O lugar não poderia ter sido melhor. O Box 54 é uma espécie de parque de diversões para quem gosta de carros. Tem algumas motos belíssimas também e veículos de todo tipo, como caminhões antigos, ambulância e um blindado fantástico — queria um para andar no trânsito brasileiro. Encararia até o mais selvagem morro carioca ou o ladeirão do Morumbi com ele na boa e já o coloquei na minha lista de pedidos para o Papai Noel. Todos os veículos estão restaurados impecavelmente, até o mínimo detalhe. Uma variedade incrível de carros que começa na década de 1910. Tem de tudo, carros americanos, franceses, alemães, ingleses pois como diz o dono, ele gosta é de carros e não tem prefer6encia por nacionalidade ou marca.
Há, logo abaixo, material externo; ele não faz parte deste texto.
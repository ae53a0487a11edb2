//! Hand sources: LeapMotion hardware and keyboard/mouse simulation.
//!
//! The public interface is a stream of [`TrackingFrame`] snapshots delivered
//! over an `mpsc` channel.  The app keeps only the newest one each frame, so
//! a source may send as often as it likes.

use std::sync::mpsc::{self, Receiver, Sender};
use std::thread;

use glam::Vec3;
use orbit_control::{HandSample, TrackingFrame};
use tracing::debug;

// ════════════════════════════════════════════════════════════════════════════
// HandSource trait — unified interface for hw and sim
// ════════════════════════════════════════════════════════════════════════════

/// Anything that can deliver [`TrackingFrame`]s over a channel.
///
/// Returning from `run` drops the sender; the app treats that as the source
/// having stopped.
pub trait HandSource: Send + 'static {
    fn run(self: Box<Self>, tx: Sender<TrackingFrame>);
}

/// Spawn a hand source on its own thread and return the receiving end.
pub fn spawn_hand_source<S: HandSource>(source: S) -> Receiver<TrackingFrame> {
    let (tx, rx) = mpsc::channel();
    thread::spawn(move || Box::new(source).run(tx));
    rx
}

// ════════════════════════════════════════════════════════════════════════════
// LeapHandSource — real hardware (feature = "leap")
// ════════════════════════════════════════════════════════════════════════════

/// Hand source backed by a real LeapMotion controller.
///
/// Requires the `leap` feature flag and the LeapC shared library installed.
///
/// Samples are provider-local, in metres, in a +Z-forward frame: LeapC
/// reports millimetres with +Z toward the user, so Z is flipped.  The pinch
/// point is the midpoint of the thumb and index tips.  Both hands clenched
/// into fists counts as the reset pose.
#[cfg(feature = "leap")]
pub struct LeapHandSource;

#[cfg(feature = "leap")]
impl HandSource for LeapHandSource {
    fn run(self: Box<Self>, tx: Sender<TrackingFrame>) {
        use leaprs::*;
        use tracing::warn;

        const FIST_GRAB: f32 = 0.9;

        let mut connection = match Connection::create(ConnectionConfig::default()) {
            Ok(c)  => c,
            Err(e) => {
                warn!(error = ?e, "failed to create LeapC connection");
                return;
            }
        };
        if let Err(e) = connection.open() {
            warn!(error = ?e, "failed to open LeapMotion device");
            return;
        }

        loop {
            let msg = match connection.poll(100) {
                Ok(m)  => m,
                Err(_) => continue,
            };

            if let Event::Tracking(frame) = msg.event() {
                let mut out = TrackingFrame::empty();
                let mut fists = 0;

                for hand in frame.hands() {
                    if hand.grab_strength > FIST_GRAB { fists += 1; }

                    let fingers: Vec<_> = hand.digits().collect();
                    if fingers.len() < 2 { continue; }
                    let t = fingers[0].distal().next_joint();
                    let i = fingers[1].distal().next_joint();
                    let mid = Vec3::new((t.x + i.x) * 0.5, (t.y + i.y) * 0.5, (t.z + i.z) * 0.5);
                    let sample = HandSample::new(hand.id as i32, hand.pinch_strength, leap_to_local(mid));

                    match hand.hand_type() {
                        HandType::Left  => out.left  = Some(sample),
                        HandType::Right => out.right = Some(sample),
                    }
                }
                out.pose_held = fists == 2;

                if tx.send(out).is_err() { return; }
            }
        }
    }
}

/// LeapC millimetres (+Z toward the user) → metres in a +Z-forward frame.
pub fn leap_to_local(mm: Vec3) -> Vec3 {
    Vec3::new(mm.x, mm.y, -mm.z) * 0.001
}

// ════════════════════════════════════════════════════════════════════════════
// SimHandSource — keyboard/mouse simulation (always available)
// ════════════════════════════════════════════════════════════════════════════

/// Raw input event from the simulation window.
#[derive(Clone, Copy, Debug, PartialEq)]
pub enum SimInput {
    /// Pointer in normalised window coordinates, each in [-1, 1], +y down.
    PointerMoved(f32, f32),
    KeyDown(SimKey),
    KeyUp(SimKey),
}

/// Simulated controls (mapped from minifb keys and buttons).
#[derive(Clone, Copy, Debug, PartialEq, Eq)]
pub enum SimKey {
    PinchLeft,      // Space
    PinchRight,     // left mouse button
    SwapRightHand,  // N
    ResetPose,      // H
    Quit,           // Q
}

/// How far the simulated right hand travels across the window, in metres.
pub const SIM_REACH: f32 = 0.15;
/// Simulated hands sit this far in front of the camera.
pub const SIM_DEPTH: f32 = 0.35;
/// Where the simulated left hand rests, camera-local.
pub const SIM_LEFT_ANCHOR: Vec3 = Vec3::new(-0.08, 0.0, SIM_DEPTH);

const LEFT_ID: i32 = 1;

/// Two simulated hands in front of the camera.
///
/// The left hand stays put at [`SIM_LEFT_ANCHOR`]; the right hand follows
/// the pointer.  Both are always tracked and pinch only while their control
/// is held.  Emitted positions are camera-local, so the app runs the sim
/// with the provider pose glued to the camera.
#[derive(Debug, Clone, PartialEq)]
pub struct SimHands {
    pointer:     (f32, f32),
    left_pinch:  bool,
    right_pinch: bool,
    right_id:    i32,
    reset_held:  bool,
}

impl Default for SimHands {
    fn default() -> Self {
        SimHands {
            pointer:     (0.0, 0.0),
            left_pinch:  false,
            right_pinch: false,
            right_id:    LEFT_ID + 1,
            reset_held:  false,
        }
    }
}

impl SimHands {
    /// Fold one input into the simulated state.  Returns `false` on quit.
    pub fn apply(&mut self, input: SimInput) -> bool {
        match input {
            SimInput::PointerMoved(x, y) => {
                self.pointer = (x.clamp(-1.0, 1.0), y.clamp(-1.0, 1.0));
            }
            SimInput::KeyDown(SimKey::PinchLeft)  => self.left_pinch  = true,
            SimInput::KeyUp(SimKey::PinchLeft)    => self.left_pinch  = false,
            SimInput::KeyDown(SimKey::PinchRight) => self.right_pinch = true,
            SimInput::KeyUp(SimKey::PinchRight)   => self.right_pinch = false,
            SimInput::KeyDown(SimKey::ResetPose)  => self.reset_held  = true,
            SimInput::KeyUp(SimKey::ResetPose)    => self.reset_held  = false,
            SimInput::KeyDown(SimKey::SwapRightHand) => {
                // A different id means tracking lost and re-acquired the hand.
                self.right_id += 1;
                debug!(id = self.right_id, "simulated right hand re-acquired");
            }
            SimInput::KeyDown(SimKey::Quit) => return false,
            SimInput::KeyUp(_) => {}
        }
        true
    }

    pub fn right_position(&self) -> Vec3 {
        let (x, y) = self.pointer;
        Vec3::new(x * SIM_REACH, -y * SIM_REACH, SIM_DEPTH)
    }

    /// Snapshot of both hands as the tracker would report them.
    pub fn frame(&self) -> TrackingFrame {
        let strength = |on: bool| if on { 1.0 } else { 0.0 };
        let mut frame = TrackingFrame::new(
            Some(HandSample::new(LEFT_ID, strength(self.left_pinch), SIM_LEFT_ANCHOR)),
            Some(HandSample::new(self.right_id, strength(self.right_pinch), self.right_position())),
        );
        frame.pose_held = self.reset_held;
        frame
    }
}

/// Hand source driven by [`SimInput`] events from the visualizer's window.
///
/// The visualizer sends `SimInput` events here; this translator folds them
/// into [`SimHands`] and forwards a fresh snapshot after each one.
pub struct SimHandSource {
    pub rx: Receiver<SimInput>,
}

impl HandSource for SimHandSource {
    fn run(self: Box<Self>, tx: Sender<TrackingFrame>) {
        let mut hands = SimHands::default();
        if tx.send(hands.frame()).is_err() { return; }

        for input in self.rx {
            if !hands.apply(input) { return; }
            if tx.send(hands.frame()).is_err() { return; }
        }
    }
}

// ════════════════════════════════════════════════════════════════════════════
// Tests
// ════════════════════════════════════════════════════════════════════════════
E por falar em dono, o Marcos, que nos guiou na visita ao museu é uma figura. Fez toda a diferença ouvir dele os detalhes de cada carro e as histórias das restaurações. E, claro, as peculiaridades de cada modelo. Um verdadeiro AUTOentusiasta tanto na empolgação quanto nos conhececimentos — e como tem conhecimento. Conversar com ele é não perceber o tempo passar — de fato, saímos de lá sei lá a que horas. Parecia que o tempo havia parado.
Impossível escolher um único carro que tenha chamado a atenção dentro daqueles que estavam expostos no museu, mas me apaixonei pelo Jaguar Mk V conversível. E, diga-se de passagem, um dos poucos carros prata que encontrei no museu. Como eram variadas as opções de cor! E os nomes!. Super-criativos, nada de letras e números empilhados como se fossem códigos de batalha naval: Bel Air, Mach 1, Stingray, Ranchero, Thunderbird, Corvette.
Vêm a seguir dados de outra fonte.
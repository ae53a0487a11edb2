//! # leap_orbit
//!
//! LeapMotion pinch-gesture controller that orbits and zooms a tabletop
//! board, drawn as a perspective wireframe.
//!
//! ## Gesture → Action mapping
//!
//! | Gesture | Hands | Action |
//! |---|---|---|
//! | Pinch and drag | One | Yaw (left/right) and pitch (up/down) the board |
//! | Pinch with both, pull apart / together | Two | Scale the board up / down |
//! | Hold both fists (hardware) or `H` (sim) | Both | Snap back to the start-up pose |
//!
//! ## Feature flags
//!
//! * (default) — **Simulation mode**: mouse and keyboard stand in for hands.
//! * `leap` — **Hardware mode**: polls a real LeapMotion controller via LeapC.
//!
//! ### Simulation controls
//!
//! | Input | Simulated hand |
//! |---|---|
//! | Mouse | Moves the right hand |
//! | Left button / hold | Right hand pinches |
//! | `Space` / hold | Left hand pinches (with the right: zoom) |
//! | `N` | Right hand lost and re-acquired with a new id |
//! | `H` / hold | Reset pose |
//! | `Q` | Quit |

pub mod source;
pub mod board;
pub mod visualizer;
pub mod app;

pub use app::AppError;
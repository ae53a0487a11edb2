//! Reference frames: where a pinch sample lives, and where the camera sees it.
//!
//! Raw pinch positions arrive either in the tracking provider's own frame or
//! already in world space.  Rotation deltas are measured in the camera's
//! local frame so that "hand moves right" is always +X regardless of how the
//! camera is oriented in the world.

use glam::{Quat, Vec3};
use serde::{Deserialize, Serialize};

use crate::config::PinchSpace;

// ════════════════════════════════════════════════════════════════════════════
// Pose
// ════════════════════════════════════════════════════════════════════════════

/// A rigid frame: position plus orientation, no scale.
///
/// Used for the camera and the tracking provider.  Local axes follow the
/// usual viewer convention: +X right, +Y up, +Z forward.
#[derive(Debug, Clone, Copy, PartialEq, Serialize, Deserialize)]
pub struct Pose {
    pub position:    Vec3,
    pub orientation: Quat,
}

impl Default for Pose {
    fn default() -> Self {
        Self::IDENTITY
    }
}

impl Pose {
    pub const IDENTITY: Pose = Pose { position: Vec3::ZERO, orientation: Quat::IDENTITY };

    pub fn new(position: Vec3, orientation: Quat) -> Self {
        Pose { position, orientation }
    }

    /// A pose at `eye` whose +Z axis points at `target`.
    ///
    /// Falls back to the identity orientation when `eye == target`, and to
    /// an arbitrary stable roll when looking straight along `up`.
    pub fn looking_at(eye: Vec3, target: Vec3, up: Vec3) -> Self {
        let Some(forward) = (target - eye).try_normalize() else {
            return Pose::new(eye, Quat::IDENTITY);
        };
        let right = up.cross(forward).try_normalize()
            .unwrap_or_else(|| forward.any_orthonormal_vector());
        let true_up = forward.cross(right);
        let basis = glam::Mat3::from_cols(right, true_up, forward);
        Pose::new(eye, Quat::from_mat3(&basis).normalize())
    }

    /// Local → world.
    pub fn transform_point(&self, local: Vec3) -> Vec3 {
        self.position + self.orientation * local
    }

    /// World → local.
    pub fn inverse_transform_point(&self, world: Vec3) -> Vec3 {
        self.orientation.inverse() * (world - self.position)
    }

    pub fn right(&self)   -> Vec3 { self.orientation * Vec3::X }
    pub fn up(&self)      -> Vec3 { self.orientation * Vec3::Y }
    pub fn forward(&self) -> Vec3 { self.orientation * Vec3::Z }
}

// ════════════════════════════════════════════════════════════════════════════
// ReferenceFrame — the adapter used by the arbiter
// ════════════════════════════════════════════════════════════════════════════

/// Converts raw pinch samples into world and camera-relative points.
///
/// Stateless apart from the provider pose and the coordinate toggle, both
/// fixed by the host.
#[derive(Debug, Clone, Copy, PartialEq)]
pub struct ReferenceFrame {
    pub space:    PinchSpace,
    pub provider: Pose,
}

impl ReferenceFrame {
    pub fn new(space: PinchSpace, provider: Pose) -> Self {
        ReferenceFrame { space, provider }
    }

    /// Raw sample → world space.
    pub fn to_world(&self, raw: Vec3) -> Vec3 {
        match self.space {
            PinchSpace::ProviderLocal => self.provider.transform_point(raw),
            PinchSpace::World         => raw,
        }
    }

    /// Raw sample → camera-local coordinates.
    pub fn to_camera(&self, raw: Vec3, camera: &Pose) -> Vec3 {
        camera.inverse_transform_point(self.to_world(raw))
    }
}

// ════════════════════════════════════════════════════════════════════════════
// Tests
// ════════════════════════════════════════════════════════════════════════════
Muitos leitores foram com carros antigos. Um festival de placas pretas. Vi Ranchero dos anos 50, Chevette conservadíssimo, Saab, Fusca impecável, Porsche, Passat, Gurgel… Um show de modelos, cores, nacionalidades de automóveis. Em comum, os presentes tinham aquele brilho nos olhos que caracteriza a todos os que curtem algo. Aqui, óbvio, eram os carros. As pessoas comentavam, abriam capôs, portas, admiravam cada modelo. Trocavam experiências. Mesmo nos intervalos para um lanche em volta dos “food trucks” o assunto e a empolgação eram os mesmos.
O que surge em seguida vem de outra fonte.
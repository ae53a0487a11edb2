//! Top-level application state machine.
//!
//! `AppState` owns the `OrbitController`, the hold-to-reset timer, the board
//! model and the camera.  It keeps the newest `TrackingFrame` from the hand
//! source and drives the controller and the visualizer each frame.

use std::sync::mpsc::{self, Receiver, TryRecvError};
use std::time::Instant;

use glam::{Quat, Vec3};
use orbit_control::{
    GestureKind, HoldTimer, LiveTransform, OrbitConfig, OrbitController, PinchClassifier,
    PinchSpace, Pose, ReferenceFrame, TickInput, TrackingFrame,
};
use thiserror::Error;
use tracing::{debug, info};

use crate::board::{Board, BoardSpec, Camera};
use crate::source::{spawn_hand_source, SimHandSource, SimInput};
use crate::visualizer::{HandMarker, Scene, Visualizer, WIN_H, WIN_W};

// ════════════════════════════════════════════════════════════════════════════
// AppError
// ════════════════════════════════════════════════════════════════════════════

#[derive(Debug, Error)]
pub enum AppError {
    #[error("window error: {0}")]
    Window(String),

    #[error("controller error: {0}")]
    Control(#[from] orbit_control::Error),

    #[error("tracking error: {0}")]
    Tracking(String),
}

// ════════════════════════════════════════════════════════════════════════════
// AppConfig
// ════════════════════════════════════════════════════════════════════════════

/// Where hand frames come from.
#[derive(Debug, Clone, Copy, PartialEq, Eq)]
pub enum SourceKind {
    /// Keyboard and mouse in the visualizer window.
    Simulated,
    /// A LeapMotion controller (needs the `leap` feature).
    Leap,
}

impl SourceKind {
    /// Hardware when built with the `leap` feature, otherwise simulation.
    pub fn build_default() -> Self {
        if cfg!(feature = "leap") { SourceKind::Leap } else { SourceKind::Simulated }
    }
}

/// Configuration for the full application.
#[derive(Debug, Clone, PartialEq)]
pub struct AppConfig {
    pub orbit:           OrbitConfig,
    pub board:           BoardSpec,
    pub source:          SourceKind,
    /// Camera eye relative to the board centre, in metres.
    pub camera_offset:   Vec3,
    pub fov_y_deg:       f32,
    /// LeapMotion device position relative to the board centre.  Unused in
    /// simulation, where hands are reported relative to the camera.
    pub provider_offset: Vec3,
}

impl Default for AppConfig {
    fn default() -> Self {
        AppConfig {
            orbit:           OrbitConfig::default(),
            board:           BoardSpec::default(),
            source:          SourceKind::build_default(),
            camera_offset:   Vec3::new(0.0, 0.5, -0.7),
            fov_y_deg:       50.0,
            provider_offset: Vec3::new(0.0, -0.05, -0.35),
        }
    }
}

// ════════════════════════════════════════════════════════════════════════════
// AppState
// ════════════════════════════════════════════════════════════════════════════

pub struct AppState {
    // ── control ──────────────────────────────────────────────────────────
    controller: OrbitController,
    hold:       HoldTimer,
    classifier: PinchClassifier,
    reference:  ReferenceFrame,

    // ── scene ────────────────────────────────────────────────────────────
    board:      Board,
    camera:     Camera,

    // ── input ────────────────────────────────────────────────────────────
    latest:     Option<TrackingFrame>,
    last_kind:  GestureKind,
    resets:     usize,

    // ── status message ───────────────────────────────────────────────────
    pub status: String,
}

impl AppState {
    pub fn new(mut cfg: AppConfig) -> Result<Self, AppError> {
        let (board, centre) = Board::new(cfg.board).centred();

        let eye    = centre + cfg.camera_offset;
        let pose   = Pose::looking_at(eye, centre, Vec3::Y);
        let camera = Camera::new(pose, cfg.fov_y_deg, WIN_W, WIN_H);

        let provider = match cfg.source {
            SourceKind::Simulated => {
                if cfg.orbit.tracking.pinch_space != PinchSpace::ProviderLocal {
                    debug!("simulated hands are camera-local; using provider_local pinch space");
                    cfg.orbit.tracking.pinch_space = PinchSpace::ProviderLocal;
                }
                pose
            }
            SourceKind::Leap => Pose::new(centre + cfg.provider_offset, Quat::IDENTITY),
        };

        let initial = LiveTransform::new(centre, Quat::IDENTITY, Vec3::ONE);
        let mut controller = OrbitController::new(&cfg.orbit, initial)?;
        controller.set_provider_pose(provider);

        info!(
            source = ?cfg.source,
            degrees_per_meter = cfg.orbit.rotate.degrees_per_meter,
            hold_seconds = cfg.orbit.reset.hold_seconds,
            "controller ready"
        );

        Ok(AppState {
            controller,
            hold:       HoldTimer::new(cfg.orbit.reset.hold_seconds),
            classifier: PinchClassifier::new(cfg.orbit.pinch.threshold),
            reference:  ReferenceFrame::new(cfg.orbit.tracking.pinch_space, provider),
            board,
            camera,
            latest:     None,
            last_kind:  GestureKind::Idle,
            resets:     0,
            status:     "Ready — pinch to rotate, pinch with both hands to zoom".to_string(),
        })
    }

    /// Keep the newest frame; older ones are simply replaced.
    pub fn receive(&mut self, frame: TrackingFrame) {
        self.latest = Some(frame);
    }

    // ── Per-frame tick ────────────────────────────────────────────────────

    /// Gesture and smoothing, then the hold timer.  Returns `true` on the
    /// tick a reset fires.
    pub fn tick(&mut self, dt: f32) -> bool {
        self.controller.tick(&TickInput {
            dt,
            camera:   Some(self.camera.pose),
            tracking: self.latest.as_ref(),
        });

        let kind = self.controller.mode().kind();
        if kind != self.last_kind {
            self.status = match kind {
                GestureKind::Idle   => "Released".to_string(),
                GestureKind::Rotate => "ROTATE — drag to yaw and pitch".to_string(),
                GestureKind::Zoom   => "ZOOM — pull hands apart or together".to_string(),
            };
            self.last_kind = kind;
        }

        let held = self.latest.is_some_and(|f| f.pose_held);
        if self.hold.update(held, dt) {
            self.controller.reset_to_home();
            self.resets += 1;
            self.last_kind = GestureKind::Idle;
            self.status = format!("RESET to home ({})", self.resets);
            return true;
        }
        false
    }

    // ── Accessors for the render loop ─────────────────────────────────────

    pub fn hand_markers(&self) -> Vec<HandMarker> {
        let Some(frame) = self.latest.as_ref() else { return Vec::new() };
        [frame.left.as_ref(), frame.right.as_ref()]
            .into_iter()
            .flatten()
            .map(|h| HandMarker {
                world:    self.reference.to_world(h.pinch_position),
                pinching: self.classifier.is_pinching(Some(h)),
            })
            .collect()
    }

    pub fn header(&self) -> String {
        let t = self.controller.targets();
        format!(
            "{}  yaw {:.1}°  pitch {:.1}°  scale {:.2}",
            self.controller.mode().kind().name().to_uppercase(),
            t.yaw_deg,
            t.pitch_deg,
            self.controller.scale(),
        )
    }

    pub fn controller(&self)    -> &OrbitController { &self.controller }
    pub fn board(&self)         -> &Board           { &self.board }
    pub fn camera(&self)        -> &Camera          { &self.camera }
    pub fn hold_progress(&self) -> f32              { self.hold.progress() }
    pub fn resets(&self)        -> usize            { self.resets }
}

// ════════════════════════════════════════════════════════════════════════════
// run() — the main application loop
// ════════════════════════════════════════════════════════════════════════════

/// Run the full application.
///
/// This is the entry point called from `main.rs`.  It creates the visualizer,
/// the hand source (simulation by default, hardware with `--features leap`),
/// and drives the tick/render loop at ~60 fps.
pub fn run(cfg: AppConfig) -> Result<(), AppError> {
    // ── Sim input channel ─────────────────────────────────────────────────
    let (sim_tx, sim_rx) = mpsc::channel::<SimInput>();
    let hands_rx = match cfg.source {
        SourceKind::Simulated => spawn_hand_source(SimHandSource { rx: sim_rx }),
        SourceKind::Leap      => spawn_leap_source()?,
    };

    // ── Visualizer (owns the window and the sim input sender) ────────────
    let mut vis = Visualizer::new(sim_tx)?;

    // ── App state ─────────────────────────────────────────────────────────
    let mut app = AppState::new(cfg)?;

    // ── Main loop ─────────────────────────────────────────────────────────
    let mut last = Instant::now();
    while vis.is_open() {
        // 1. Poll window input → SimInput
        if !vis.poll_input() { break; }

        // 2. Drain hand frames, keeping the newest
        loop {
            match hands_rx.try_recv() {
                Ok(frame)                       => app.receive(frame),
                Err(TryRecvError::Empty)        => break,
                Err(TryRecvError::Disconnected) => {
                    return Err(AppError::Tracking("hand source stopped".to_string()));
                }
            }
        }

        // 3. Per-frame logic
        let now = Instant::now();
        app.tick(now.duration_since(last).as_secs_f32());
        last = now;

        // 4. Render
        let hands  = app.hand_markers();
        let header = app.header();
        vis.render(&Scene {
            board:         app.board(),
            transform:     app.controller().live(),
            camera:        app.camera(),
            hands:         &hands,
            header:        &header,
            status:        &app.status,
            hold_progress: app.hold_progress(),
        });
    }

    info!(resets = app.resets(), "window closed");
    Ok(())
}

#[cfg(feature = "leap")]
fn spawn_leap_source() -> Result<Receiver<TrackingFrame>, AppError> {
    Ok(spawn_hand_source(crate::source::LeapHandSource))
}

#[cfg(not(feature = "leap"))]
fn spawn_leap_source() -> Result<Receiver<TrackingFrame>, AppError> {
    Err(AppError::Tracking("built without the `leap` feature".to_string()))
}

// ════════════════════════════════════════════════════════════════════════════
// Tests
// ════════════════════════════════════════════════════════════════════════════

#[cfg(test)]
mod tests {
    use super::*;
    use crate::source::{SimHands, SimKey};

    const DT: f32 = 1.0 / 60.0;

    fn sim_config() -> AppConfig {
        AppConfig { source: SourceKind::Simulated, ..AppConfig::default() }
    }

    fn make_app() -> AppState {
        AppState::new(sim_config()).unwrap()
    }

    fn feed(app: &mut AppState, hands: &SimHands) {
        app.receive(hands.frame());
        app.tick(DT);
    }

    #[test]
    fn invalid_orbit_config_is_rejected() {
        let mut cfg = sim_config();
        cfg.orbit.pinch.threshold = 1.5;
        assert!(matches!(AppState::new(cfg), Err(AppError::Control(_))));
    }

    #[test]
    fn board_sits_at_its_centre() {
        let app = make_app();
        let pos = app.controller().position();
        assert!(pos.x > 0.1 && pos.z > 0.1);
        let (x, y) = app.camera().project(pos).unwrap();
        assert!((x - WIN_W as f32 / 2.0).abs() < 1e-2);
        assert!((y - WIN_H as f32 / 2.0).abs() < 1e-2);
    }

    #[test]
    fn no_frames_means_no_motion() {
        let mut app = make_app();
        let before = *app.controller().live();
        for _ in 0..10 { app.tick(DT); }
        assert_eq!(*app.controller().live(), before);
    }

    #[test]
    fn drag_right_yaws_positive() {
        let mut app = make_app();
        let mut hands = SimHands::default();
        hands.apply(SimInput::KeyDown(SimKey::PinchRight));
        feed(&mut app, &hands);
        assert_eq!(app.controller().mode().kind(), GestureKind::Rotate);

        hands.apply(SimInput::PointerMoved(0.2, 0.0));
        feed(&mut app, &hands);
        assert!(app.controller().targets().yaw_deg > 1.0);
        assert!(app.status.starts_with("ROTATE"));
    }

    #[test]
    fn both_pinches_zoom() {
        let mut app = make_app();
        let mut hands = SimHands::default();
        hands.apply(SimInput::KeyDown(SimKey::PinchLeft));
        hands.apply(SimInput::KeyDown(SimKey::PinchRight));
        feed(&mut app, &hands);
        assert_eq!(app.controller().mode().kind(), GestureKind::Zoom);

        hands.apply(SimInput::PointerMoved(0.5, 0.0));
        feed(&mut app, &hands);
        assert!(app.controller().targets().scale.x > 1.5);
    }

    #[test]
    fn new_right_hand_id_does_not_jump() {
        let mut app = make_app();
        let mut hands = SimHands::default();
        hands.apply(SimInput::KeyDown(SimKey::PinchRight));
        feed(&mut app, &hands);
        let yaw = app.controller().targets().yaw_deg;

        hands.apply(SimInput::KeyDown(SimKey::SwapRightHand));
        hands.apply(SimInput::PointerMoved(0.9, 0.4));
        feed(&mut app, &hands);
        assert_eq!(app.controller().targets().yaw_deg, yaw);
    }

    #[test]
    fn holding_reset_pose_fires_once() {
        let mut app = make_app();
        let mut hands = SimHands::default();
        hands.apply(SimInput::KeyDown(SimKey::PinchRight));
        feed(&mut app, &hands);
        hands.apply(SimInput::PointerMoved(0.5, 0.3));
        feed(&mut app, &hands);
        assert_ne!(app.controller().targets().yaw_deg, 0.0);

        hands.apply(SimInput::KeyUp(SimKey::PinchRight));
        hands.apply(SimInput::KeyDown(SimKey::ResetPose));
        app.receive(hands.frame());
        let fired = (0..120).filter(|_| app.tick(DT)).count();
        assert_eq!(fired, 1);
        assert_eq!(app.resets(), 1);
        assert_eq!(*app.controller().live(), app.controller().home().transform());
        assert!(app.status.starts_with("RESET"));
    }

    #[test]
    fn markers_follow_hands() {
        let mut app = make_app();
        assert!(app.hand_markers().is_empty());

        let mut hands = SimHands::default();
        hands.apply(SimInput::KeyDown(SimKey::PinchLeft));
        app.receive(hands.frame());
        let markers = app.hand_markers();
        assert_eq!(markers.len(), 2);
        assert!(markers[0].pinching);
        assert!(!markers[1].pinching);
        assert!(app.camera().project(markers[1].world).is_some());
    }

    #[test]
    fn header_reports_mode_and_targets() {
        let app = make_app();
        let h = app.header();
        assert!(h.starts_with("IDLE  yaw "), "{h}");
        assert!(h.ends_with("scale 1.00"), "{h}");
    }
}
Não vou lembrar dos nomes de todas as pessoas com quem conversei — desculpem, falha minha. Sou anotação-dependente e como não fiz isso, corro o grande risco de esquecer. Mas Leandro e esposa, que já tinham estado no outro encontro, Ricardo Biasoli (novamente presente), Marcus Lahoz, RoadV8Runner (finalmente nos conhecemos), o leitor que me abordou perto dos sorteios e com o qual tirei uma foto, são tantos nomes… Aliás, aguardem fotos e vídeos mais completos sobre o encontro em breve.
É a esse retorno que me refiro que nos falta quando digo que a atividade de jornalista é um pouco solitária. Mas no sábado lavamos a alma. Que venham outros encontros.
Mudando de assunto: Ainda sobre os parklets, acabei não comentando que em Buenos Aires e Montevidéu tem essas intervenções, assumidamente como extensões dos bares e restaurantes, sem blá blá blá de convívio público nem marquetingue eleitoreiro. Mas são poucas, apenas nas esquinas e lembrando que são duas cidades com ruas bastante mais largas do que as de São Paulo. E com muitas mais praças públicas bem cuidadas, ou seja, uma coisa não substitui a outra até porque não faria sentido. E minha mãe, sempre ela com sua lógica de Ciências Exatas, me lembrou que nenhum fluxo é melhor do que em sua parte mais estreita – ou seja, se estas intervenções estiverem em locais onde não haveria carros estacionados eles, por si sós, já prejudicam o trânsito. Assim, se numa rua passavam, sei lá, 100 carros por hora, com o parklet passam, fácil, somente 60 ou 70 carros por hora, atrapalhando o trânsito. Ou seja, missão cumprida.